Syria Crisis

Iraqi Christians Who Fled ISIS Invasion Return Home

After two years of occupation by terror group ISIS, the largest Christian city in Iraq, Qaraqosh, was recently freed by government forces.

Priest of the ruined Immaculate Church in Al Hamdaniyah
Priest of the ruined Immaculate Church in Al Hamdaniyah
Sylvain Tesson

QARAQOSH — Last year, Monsignor Gollnisch celebrated Easter mass in one of the refugee camps of Erbil, the capital of Iraqi Kurdistan. He blessed a Catholic Syrian soldier who was on his way to the front line the next day. Then, in front of Assyrians and Chaldeans, Gollnisch said, "Next year, we will celebrate mass in Qaraqosh."

Qaraqosh is the largest Christian city in Iraq. At that time last year, terror group ISIS claimed 130,000 square kilometers of territory having driven out Christians from their villages. Caliph Abu Bakr al-Baghdadi promised "rivers of blood" and summoned Muslims from around the world to join him.

A year and a half later, this past October, Monsignor Petros Moshe, the archbishop of Syrian Catholics, returned to the Cathedral of Qaraqosh. The city had just been freed by the Iraqi army with the help of coalition airstrikes and ground support. On an altar of stones and protected by just a few guards, Moshe held mass.

"We are back here, we will continue despite what happened," Moshe said after mass, in reference to the al-Tahira cathedral that had been vandalized by jihadists.
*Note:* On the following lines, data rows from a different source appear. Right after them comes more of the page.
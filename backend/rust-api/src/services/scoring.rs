//! Adaptive difficulty and scoring rules applied once per graded answer.
//!
//! Difficulty climbs only after two consecutive correct answers at the
//! current level (momentum) and drops immediately on a miss. Correct answers
//! score `difficulty * 10` scaled by a streak multiplier capped at 2.5x.

use crate::models::{Question, UserSessionState};

/// Consecutive correct answers needed for a promotion.
pub const MOMENTUM_THRESHOLD: u8 = 2;
pub const STREAK_BONUS_STEP: f64 = 0.1;
pub const MAX_MULTIPLIER: f64 = 2.5;
/// Awarded when the score computation does not yield a finite number.
pub const FALLBACK_SCORE_DELTA: u64 = 10;

#[derive(Debug, Clone, PartialEq)]
pub struct Transition {
    pub state: UserSessionState,
    pub is_correct: bool,
    pub score_delta: u64,
}

/// Case- and whitespace-insensitive comparison of a submitted answer.
pub fn answers_match(submitted: &str, expected: &str) -> bool {
    submitted.trim().to_lowercase() == expected.trim().to_lowercase()
}

pub fn streak_multiplier(streak: u32) -> f64 {
    (1.0 + f64::from(streak) * STREAK_BONUS_STEP).min(MAX_MULTIPLIER)
}

fn score_for(difficulty: u8, streak: u32) -> u64 {
    let raw = (f64::from(difficulty) * 10.0 * streak_multiplier(streak)).round();
    if raw.is_finite() && raw >= 0.0 {
        raw as u64
    } else {
        FALLBACK_SCORE_DELTA
    }
}

/// Computes the state following an answer to `question`. Pure: persisting the
/// returned state is up to the caller.
pub fn apply(state: &UserSessionState, question: &Question, submitted: &str) -> Transition {
    let mut next = state.clone();
    let is_correct = answers_match(submitted, &question.correct_answer);
    let difficulty_before = state.difficulty;

    let score_delta = if is_correct {
        next.momentum += 1;
        next.streak += 1;
        next.max_streak = next.max_streak.max(next.streak);
        next.streak_question_ids.insert(question.id.clone());

        if next.momentum >= MOMENTUM_THRESHOLD {
            next.difficulty = difficulty_before.promoted();
            next.momentum = 0;
        }

        score_for(difficulty_before.get(), next.streak)
    } else {
        next.momentum = 0;
        next.streak = 0;
        next.difficulty = difficulty_before.demoted();
        next.streak_question_ids.clear();
        0
    };

    next.used_question_ids.insert(question.id.clone());
    next.score += score_delta;
    next.state_version += 1;

    Transition {
        state: next,
        is_correct,
        score_delta,
    }
}
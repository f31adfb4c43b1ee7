use axum::{
    extract::Request,
    http::{header::HeaderName, HeaderValue},
    middleware::Next,
    response::Response,
};
use tracing::Instrument;
use uuid::Uuid;

pub const TRACE_ID_HEADER: &str = "x-trace-id";

/// Reuses the caller's `x-trace-id` or mints one, wraps the request in a span
/// carrying it and echoes it on the response.
pub async fn trace_context_middleware(request: Request, next: Next) -> Response {
    let trace_id = request
        .headers()
        .get(TRACE_ID_HEADER)
        .and_then(|value| value.to_str().ok())
        .filter(|value| !value.is_empty())
        .map(|value| value.to_string())
        .unwrap_or_else(|| Uuid::new_v4().to_string());

    let span = tracing::info_span!(
        "quiz_request",
        trace_id = %trace_id,
        method = %request.method(),
        path = %request.uri().path()
    );

    let mut response = next.run(request).instrument(span).await;

    if let Ok(value) = HeaderValue::from_str(&trace_id) {
        response
            .headers_mut()
            .insert(HeaderName::from_static(TRACE_ID_HEADER), value);
    }

    response
}
use chrono::{DateTime, Utc};
use serde::{Deserialize, Serialize};
use validator::Validate;

use super::question::Difficulty;
use super::user_state::{bson_datetime_as_chrono, UserSessionState, UserSnapshot};

#[derive(Debug, Deserialize, Validate)]
pub struct SubmitAnswerRequest {
    #[validate(length(min = 1, max = 64, message = "user_id must be 1-64 characters"))]
    pub user_id: String,
    #[validate(length(min = 1, max = 128, message = "question_id is required"))]
    pub question_id: String,
    #[validate(length(min = 1, max = 1024, message = "answer is required"))]
    pub answer: String,
}

#[derive(Debug, Serialize, Deserialize)]
pub struct SubmitAnswerResponse {
    pub correct: bool,
    pub correct_answer: String,
    pub score_delta: u64,
    pub new_difficulty: Difficulty,
    pub new_streak: u32,
    pub new_score: u64,
    pub duplicate: bool,
    pub user: UserSnapshot,
}

/// Durable witness that (user, question) was graded. Stored in "answer_records".
#[derive(Debug, Clone, PartialEq, Serialize, Deserialize)]
pub struct AnswerRecord {
    #[serde(rename = "_id")]
    pub id: String,
    pub user_id: String,
    pub question_id: String,
    pub is_correct: bool,
    pub score_delta: u64,
    #[serde(rename = "answeredAt", with = "bson_datetime_as_chrono")]
    pub answered_at: DateTime<Utc>,
}

impl AnswerRecord {
    pub fn new(user_id: &str, question_id: &str, is_correct: bool, score_delta: u64) -> Self {
        Self {
            id: uuid::Uuid::new_v4().to_string(),
            user_id: user_id.to_string(),
            question_id: question_id.to_string(),
            is_correct,
            score_delta,
            answered_at: Utc::now(),
        }
    }
}

/// Result of one submission, fresh or replayed.
#[derive(Debug, Clone)]
pub struct GradeOutcome {
    pub is_correct: bool,
    pub correct_answer: String,
    pub score_delta: u64,
    pub duplicate: bool,
    pub state: UserSessionState,
}

impl From<GradeOutcome> for SubmitAnswerResponse {
    fn from(outcome: GradeOutcome) -> Self {
        Self {
            correct: outcome.is_correct,
            correct_answer: outcome.correct_answer,
            score_delta: outcome.score_delta,
            new_difficulty: outcome.state.difficulty,
            new_streak: outcome.state.streak,
            new_score: outcome.state.score,
            duplicate: outcome.duplicate,
            user: outcome.state.snapshot(),
        }
    }
}
use axum::{
    extract::{FromRequest, FromRequestParts, Path, Query, Request},
    http::{request::Parts, StatusCode},
    response::{IntoResponse, Response},
    Json,
};
use serde_json::json;
use validator::Validate;

fn bad_request(message: String) -> Response {
    tracing::warn!("{}", message);
    let error_response = json!({
        "message": message,
        "status": 400
    });
    (StatusCode::BAD_REQUEST, Json(error_response)).into_response()
}

/// JSON body extractor that validates the payload and rejects with a JSON
/// error body instead of axum's plain-text rejection.
pub struct AppJson<T>(pub T);

impl<T, S> FromRequest<S> for AppJson<T>
where
    T: serde::de::DeserializeOwned + Validate + 'static,
    S: Send + Sync,
{
    type Rejection = Response;

    async fn from_request(req: Request, state: &S) -> Result<Self, Self::Rejection> {
        let Json(value) = Json::<T>::from_request(req, state)
            .await
            .map_err(|rejection| {
                bad_request(format!("Failed to parse JSON request body: {}", rejection))
            })?;
        value
            .validate()
            .map_err(|e| bad_request(format!("Validation failed: {}", e)))?;
        Ok(AppJson(value))
    }
}

/// Query-string counterpart of [`AppJson`].
pub struct AppQuery<T>(pub T);

impl<T, S> FromRequestParts<S> for AppQuery<T>
where
    T: serde::de::DeserializeOwned + Validate + 'static,
    S: Send + Sync,
{
    type Rejection = Response;

    async fn from_request_parts(parts: &mut Parts, state: &S) -> Result<Self, Self::Rejection> {
        let Query(value) = Query::<T>::from_request_parts(parts, state)
            .await
            .map_err(|rejection| bad_request(format!("Invalid query string: {}", rejection)))?;
        value
            .validate()
            .map_err(|e| bad_request(format!("Validation failed: {}", e)))?;
        Ok(AppQuery(value))
    }
}

/// Path-parameter counterpart of [`AppJson`].
pub struct AppPath<T>(pub T);

impl<T, S> FromRequestParts<S> for AppPath<T>
where
    T: serde::de::DeserializeOwned + Validate + Send + 'static,
    S: Send + Sync,
{
    type Rejection = Response;

    async fn from_request_parts(parts: &mut Parts, state: &S) -> Result<Self, Self::Rejection> {
        let Path(value) = Path::<T>::from_request_parts(parts, state)
            .await
            .map_err(|rejection| bad_request(format!("Invalid path: {}", rejection)))?;
        value
            .validate()
            .map_err(|e| bad_request(format!("Validation failed: {}", e)))?;
        Ok(AppPath(value))
    }
}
Qaraqosh contained more than 50,000 inhabitants, 90% of whom were Christian, when ISIS invaded the Iraqi city of Mosul in June 2014. Two months later and 30 kilometers away, the Kurdish peshmerga military force that was supposed to protect Qaraqosh did not fight ISIS jihadists. Instead, they took refuge in the Kurdistan region and abandoned Christians.
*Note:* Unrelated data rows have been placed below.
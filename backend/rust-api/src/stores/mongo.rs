use anyhow::Context;
use async_trait::async_trait;
use chrono::Utc;
use futures::TryStreamExt;
use mongodb::{
    bson::{doc, Document},
    error::{ErrorKind, WriteFailure, TRANSIENT_TRANSACTION_ERROR},
    options::IndexOptions,
    Client, Collection, Database, IndexModel,
};

use super::{QuestionCatalog, SessionStore};
use crate::error::StoreError;
use crate::metrics::track_store_operation;
use crate::models::{AnswerRecord, Question, QuestionFilter, UserSessionState};

pub const QUESTIONS_COLLECTION: &str = "questions";
pub const USER_STATES_COLLECTION: &str = "user_states";
pub const ANSWER_RECORDS_COLLECTION: &str = "answer_records";

const DUPLICATE_KEY_CODE: i32 = 11000;

fn is_duplicate_key(err: &mongodb::error::Error) -> bool {
    matches!(
        *err.kind,
        ErrorKind::Write(WriteFailure::WriteError(ref we)) if we.code == DUPLICATE_KEY_CODE
    )
}

fn query_document(filter: &QuestionFilter) -> Document {
    let mut query = doc! {};
    if let Some(range) = filter.difficulty {
        query.insert(
            "difficulty",
            doc! { "$gte": i64::from(range.min), "$lte": i64::from(range.max) },
        );
    }
    if !filter.exclude_ids.is_empty() {
        let excluded: Vec<String> = filter.exclude_ids.iter().cloned().collect();
        query.insert("_id", doc! { "$nin": excluded });
    }
    query
}

/// Question catalog backed by the "questions" collection.
pub struct MongoCatalog {
    mongo: Database,
    questions: Collection<Question>,
}

impl MongoCatalog {
    pub fn new(mongo: Database) -> Self {
        Self {
            questions: mongo.collection(QUESTIONS_COLLECTION),
            mongo,
        }
    }

    pub async fn ensure_indexes(&self) -> anyhow::Result<()> {
        let index = IndexModel::builder().keys(doc! { "difficulty": 1 }).build();
        self.questions
            .create_index(index)
            .await
            .context("Failed to create questions.difficulty index")?;
        Ok(())
    }
}

#[async_trait]
impl QuestionCatalog for MongoCatalog {
    fn kind(&self) -> &'static str {
        "mongodb"
    }

    async fn ping(&self) -> Result<(), StoreError> {
        self.mongo.run_command(doc! { "ping": 1 }).await?;
        Ok(())
    }

    async fn query(&self, filter: &QuestionFilter) -> Result<Vec<Question>, StoreError> {
        let query = query_document(filter);
        track_store_operation("mongodb", "questions.find", async {
            let cursor = self.questions.find(query).await?;
            let questions: Vec<Question> = cursor.try_collect().await?;
            Ok::<_, StoreError>(questions)
        })
        .await
    }

    async fn find(&self, question_id: &str) -> Result<Option<Question>, StoreError> {
        track_store_operation("mongodb", "questions.find_one", async {
            Ok::<_, StoreError>(self.questions.find_one(doc! { "_id": question_id }).await?)
        })
        .await
    }

    async fn count(&self) -> Result<u64, StoreError> {
        Ok(self.questions.count_documents(doc! {}).await?)
    }

    async fn insert_many(&self, questions: Vec<Question>) -> Result<usize, StoreError> {
        if questions.is_empty() {
            return Ok(0);
        }
        let result = self.questions.insert_many(questions).await?;
        Ok(result.inserted_ids.len())
    }
}

/// User states and answer records. Grading commits run in a multi-document
/// transaction, so the deployment must be a replica set.
pub struct MongoSessionStore {
    client: Client,
    states: Collection<UserSessionState>,
    records: Collection<AnswerRecord>,
}

impl MongoSessionStore {
    pub fn new(client: Client, database: &str) -> Self {
        let mongo = client.database(database);
        Self {
            states: mongo.collection(USER_STATES_COLLECTION),
            records: mongo.collection(ANSWER_RECORDS_COLLECTION),
            client,
        }
    }

    /// Unique (user_id, question_id) index backing the idempotency guard.
    pub async fn ensure_indexes(&self) -> anyhow::Result<()> {
        let index = IndexModel::builder()
            .keys(doc! { "user_id": 1, "question_id": 1 })
            .options(
                IndexOptions::builder()
                    .unique(true)
                    .name("user_question_unique".to_string())
                    .build(),
            )
            .build();
        self.records
            .create_index(index)
            .await
            .context("Failed to create answer_records unique index")?;
        Ok(())
    }

    async fn run_grading_transaction(
        &self,
        state: &UserSessionState,
        expected_version: u64,
        record: &AnswerRecord,
    ) -> Result<(), StoreError> {
        let expected = i64::try_from(expected_version).unwrap_or(i64::MAX);
        let mut session = self.client.start_session().await?;
        session.start_transaction().await?;

        let inserted = self.records.insert_one(record).session(&mut session).await;
        if let Err(e) = inserted {
            let _ = session.abort_transaction().await;
            return Err(if is_duplicate_key(&e) {
                StoreError::AlreadyExists
            } else {
                transaction_error(e)
            });
        }

        let replaced = self
            .states
            .replace_one(
                doc! { "_id": &state.user_id, "state_version": expected },
                state,
            )
            .session(&mut session)
            .await;
        match replaced {
            Ok(result) if result.matched_count == 1 => {}
            Ok(_) => {
                let _ = session.abort_transaction().await;
                return Err(StoreError::Conflict);
            }
            Err(e) => {
                let _ = session.abort_transaction().await;
                return Err(transaction_error(e));
            }
        }

        session
            .commit_transaction()
            .await
            .map_err(transaction_error)
    }
}

// Write conflicts between concurrent transactions surface as transient errors.
fn transaction_error(err: mongodb::error::Error) -> StoreError {
    if err.contains_label(TRANSIENT_TRANSACTION_ERROR) {
        StoreError::Conflict
    } else {
        StoreError::from(err)
    }
}

#[async_trait]
impl SessionStore for MongoSessionStore {
    fn kind(&self) -> &'static str {
        "mongodb"
    }

    async fn ping(&self) -> Result<(), StoreError> {
        self.client
            .database("admin")
            .run_command(doc! { "ping": 1 })
            .await?;
        Ok(())
    }

    async fn get_user_state(&self, user_id: &str) -> Result<Option<UserSessionState>, StoreError> {
        track_store_operation("mongodb", "user_states.find_one", async {
            Ok::<_, StoreError>(self.states.find_one(doc! { "_id": user_id }).await?)
        })
        .await
    }

    async fn create_user_state(
        &self,
        state: UserSessionState,
    ) -> Result<UserSessionState, StoreError> {
        match self.states.insert_one(&state).await {
            Ok(_) => {
                tracing::info!("Created quiz state for user {}", state.user_id);
                Ok(state)
            }
            Err(e) if is_duplicate_key(&e) => self
                .states
                .find_one(doc! { "_id": &state.user_id })
                .await?
                .ok_or_else(|| {
                    StoreError::Backend(anyhow::anyhow!(
                        "user state {} vanished after duplicate insert",
                        state.user_id
                    ))
                }),
            Err(e) => Err(e.into()),
        }
    }

    async fn commit_user_state(
        &self,
        state: &UserSessionState,
        expected_version: Option<u64>,
    ) -> Result<(), StoreError> {
        let mut stored = state.clone();
        stored.updated_at = Utc::now();

        let mut filter = doc! { "_id": &state.user_id };
        if let Some(expected) = expected_version {
            filter.insert("state_version", i64::try_from(expected).unwrap_or(i64::MAX));
        }

        let result = track_store_operation("mongodb", "user_states.replace_one", async {
            self.states.replace_one(filter, &stored).await
        })
        .await?;

        if result.matched_count == 0 {
            return Err(StoreError::Conflict);
        }
        Ok(())
    }

    async fn find_answer_record(
        &self,
        user_id: &str,
        question_id: &str,
    ) -> Result<Option<AnswerRecord>, StoreError> {
        track_store_operation("mongodb", "answer_records.find_one", async {
            Ok::<_, StoreError>(self
                .records
                .find_one(doc! { "user_id": user_id, "question_id": question_id })
                .await?)
        })
        .await
    }

    async fn commit_grading(
        &self,
        state: &UserSessionState,
        expected_version: u64,
        record: &AnswerRecord,
    ) -> Result<(), StoreError> {
        let mut stored = state.clone();
        stored.updated_at = Utc::now();

        track_store_operation(
            "mongodb",
            "grading.transaction",
            self.run_grading_transaction(&stored, expected_version, record),
        )
        .await
    }
}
On the night of Aug. 6, 2014, Christians began their exodus from the plains of Nineveh, where they had lived for 2,000 years. Families joined the refugee camps of Erbil, where thousands of Iraqi Yazidis, Shabak people and Shiites were gathered, in addition to 200,000 Syrians who had been thrown out of their country by ISIS.

Iraqi Army soldiers — Photo: Berci Feher/ZUMA

Moshe recently strolled through the rubble in Qaraqosh. He contemplated the burned arches, raised a piece of debris, fixed the blackened columns. In the courtyard of the archbishop's palace, the colonnades were riddled with bullets thanks to a shooting range that had been installed there after the city had been invaded.

"Our ancestors gave their blood for our presence. We don't want to leave the country. But will we have the audacity to come back to live with our neighbors? These neighbors with whom we once lived on good terms but who became our looters?" Moshe asked. The whole problem of the post-war period is in the question raised by the archbishop — Will the Christians expelled in 2014 repopulate their homeland? Do they really want to?

In 1960, the Algerian National Liberation Front had offered a vicious choice to the piers noirs ("black feet"), the French nationals born in Algeria whose ancestors were European settlers — "the suitcase or the coffin." Christians in the Middle East have the possibility of returning but are subject to two conditions. First, it will be necessary to secure the territories Islamists have scattered with mines, explosive devices, and anti-tank traps. Demining units can overcome this problem. Second, people of different ethnicities and religions need to be able to live together again. This is the more difficult task.

With the entry of ISIS, the cauldron exploded, opening the fractures of civilizations. Too much blood was poured on Mesopotamian soil. Christians have become too distrustful of Kurds who did not defend them in 2014, and too wary of Muslims who did not always condemn the advent of ISIS.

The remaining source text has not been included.